This limit is adjusted by the Internal Revenue Service.
Effective as of June 30, 1995, the Bank amended the Retirement Plan to
freeze benefit accruals as of that date. In 1995, the Bank recorded an expense
of approximately $440,000 with respect to its funding obligations relating to
the Retirement Plan.
SUPPLEMENTAL RETIREMENT INCOME PLANS. On October 1, 1994, the Bank
established certain non-tax-qualified executive supplemental retirement plans
(collectively the "SERP") for the benefit of certain executive officers. The
SERP provides a supplemental retirement income benefit in an annual amount equal
to the projected annual salary of the executive at retirement from the Bank
multiplied by a wage replacement percentage less any amounts received from other
benefit plans of the Bank. Mr. Quigley's wage replacement percentage is eighty
percent of his final average salary; for Mr. Butchko the wage replacement
percentage is seventy percent of his final average salary.
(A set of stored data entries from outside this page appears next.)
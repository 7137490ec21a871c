use std::fmt;
use std::str::FromStr;

use serde::Serialize;

/// Sequence number of a published issue. Compared numerically.
#[derive(Debug, Clone, Copy, PartialEq, Eq, PartialOrd, Ord, Hash, Serialize)]
#[serde(transparent)]
pub struct IssueNumber(u32);

impl IssueNumber {
    pub const fn new(value: u32) -> Self {
        Self(value)
    }

    pub const fn get(self) -> u32 {
        self.0
    }
}

impl fmt::Display for IssueNumber {
    fn fmt(&self, f: &mut fmt::Formatter<'_>) -> fmt::Result {
        self.0.fmt(f)
    }
}

#[derive(Debug, Clone, PartialEq, Eq, thiserror::Error)]
#[error("issue number is not numeric: {value:?}")]
pub struct InvalidIssueNumberError {
    pub value: String,
}

impl FromStr for IssueNumber {
    type Err = InvalidIssueNumberError;

    fn from_str(s: &str) -> Result<Self, Self::Err> {
        let trimmed = s.trim();
        // `u32::from_str` accepts a leading '+', the page never does.
        if trimmed.is_empty() || !trimmed.bytes().all(|b| b.is_ascii_digit()) {
            return Err(InvalidIssueNumberError {
                value: s.to_owned(),
            });
        }
        trimmed
            .parse::<u32>()
            .map(Self)
            .map_err(|_| InvalidIssueNumberError {
                value: s.to_owned(),
            })
    }
}

#[derive(Debug, Clone, Copy, PartialEq, Eq, Hash, Serialize, clap::ValueEnum)]
#[serde(rename_all = "lowercase")]
pub enum FileFormat {
    Pdf,
    Epub,
    Mobi,
}

impl FileFormat {
    pub fn as_str(self) -> &'static str {
        match self {
            Self::Pdf => "pdf",
            Self::Epub => "epub",
            Self::Mobi => "mobi",
        }
    }

    pub fn mime_type(self) -> &'static str {
        match self {
            Self::Pdf => "application/pdf",
            Self::Epub => "application/epub+zip",
            Self::Mobi => "application/x-mobipocket-ebook",
        }
    }
}

impl fmt::Display for FileFormat {
    fn fmt(&self, f: &mut fmt::Formatter<'_>) -> fmt::Result {
        f.write_str(self.as_str())
    }
}

#[derive(Debug, Clone, PartialEq, Eq, thiserror::Error)]
#[error("unknown file format: {value:?}")]
pub struct UnknownFormatError {
    pub value: String,
}

impl FromStr for FileFormat {
    type Err = UnknownFormatError;

    fn from_str(s: &str) -> Result<Self, Self::Err> {
        match s.trim().to_ascii_lowercase().as_str() {
            "pdf" => Ok(Self::Pdf),
            "epub" => Ok(Self::Epub),
            "mobi" => Ok(Self::Mobi),
            _ => Err(UnknownFormatError {
                value: s.to_owned(),
            }),
        }
    }
}

/// One downloadable issue found on the download page.
#[derive(Debug, Clone, PartialEq, Eq, Serialize)]
pub struct IssueDescriptor {
    pub issue_number: IssueNumber,
    pub file_format: FileFormat,
    /// Ready-to-fetch URL, including the `action=spit` suffix.
    pub download_link: String,
}

impl IssueDescriptor {
    /// `<base>-<issue_number>.<file_format>`, e.g. `LJ-37.pdf`.
    pub fn file_name(&self, base: &str) -> String {
        format!("{base}-{}.{}", self.issue_number, self.file_format)
    }
}

#[cfg(test)]
mod tests {
    use super::*;

    #[test]
    fn issue_numbers_compare_numerically() {
        let nine: IssueNumber = "9".parse().unwrap();
        let ten: IssueNumber = "10".parse().unwrap();
        assert!(ten > nine);
    }

    #[test]
    fn issue_number_rejects_non_digits() {
        for value in ["", "  ", "abc", "12a", "-3", "+4", "1.5"] {
            let err = value.parse::<IssueNumber>().unwrap_err();
            assert_eq!(err.value, value);
        }
    }

    #[test]
    fn issue_number_tolerates_surrounding_whitespace() {
        assert_eq!(" 241\n".parse::<IssueNumber>().unwrap(), IssueNumber::new(241));
    }

    #[test]
    fn file_format_parses_case_insensitively() {
        assert_eq!("PDF".parse::<FileFormat>().unwrap(), FileFormat::Pdf);
        assert_eq!("epub".parse::<FileFormat>().unwrap(), FileFormat::Epub);
        assert!("docx".parse::<FileFormat>().is_err());
    }

    #[test]
    fn descriptor_serializes_lowercase_format_and_plain_number() {
        let issue = IssueDescriptor {
            issue_number: IssueNumber::new(37),
            file_format: FileFormat::Mobi,
            download_link: "http://example.com/x&action=spit".to_owned(),
        };
        let json = serde_json::to_value(&issue).unwrap();
        assert_eq!(json["issue_number"], 37);
        assert_eq!(json["file_format"], "mobi");
        assert_eq!(issue.file_name("LJ"), "LJ-37.mobi");
    }
}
Benefits under the
SERP are payable to the executive upon the attainment of each executive's normal
retirement date. In the event of an executive's voluntary or involuntary
termination of employment, other than for cause, the executive is entitled to
the vested portion of his or her accrued benefit under the SERP. In the event of
a change in control, however, Mr. Quigley and Mr. Butchko are entitled to a
benefit equal to their full retirement benefit under the SERP. Benefits will be
payable in a lump sum or in monthly installments beginning on the executive's
normal retirement date and continuing for a period of 180 months, or in the case
of benefits payable to Mr. Quigley or Mr. Butchko, 240 months. Payments to an
executive, or to his beneficiary, may be made from the SERP upon the executive's
death, or total or permanent disability. The SERP is considered an unfunded plan
for tax and ERISA purposes. However, the Bank has established a trust in order
to fund the benefits payable to the executives. In connection with the adoption
of the SERP, the Bank purchased life insurance on the participants. The cash
surrender value of that insurance was approximately $11.6 million at September
30, 1995. For financial statement purposes, the Bank recorded an expense of
$212,096 for fiscal 1995 relating to its obligations under the SERP. The cash
surrender value of the life insurance increased by $613,000 during fiscal 1995.
13
<PAGE>
TRANSACTIONS WITH CERTAIN RELATED PERSONS
Indebtedness of Management and Transactions with Certain Related Persons.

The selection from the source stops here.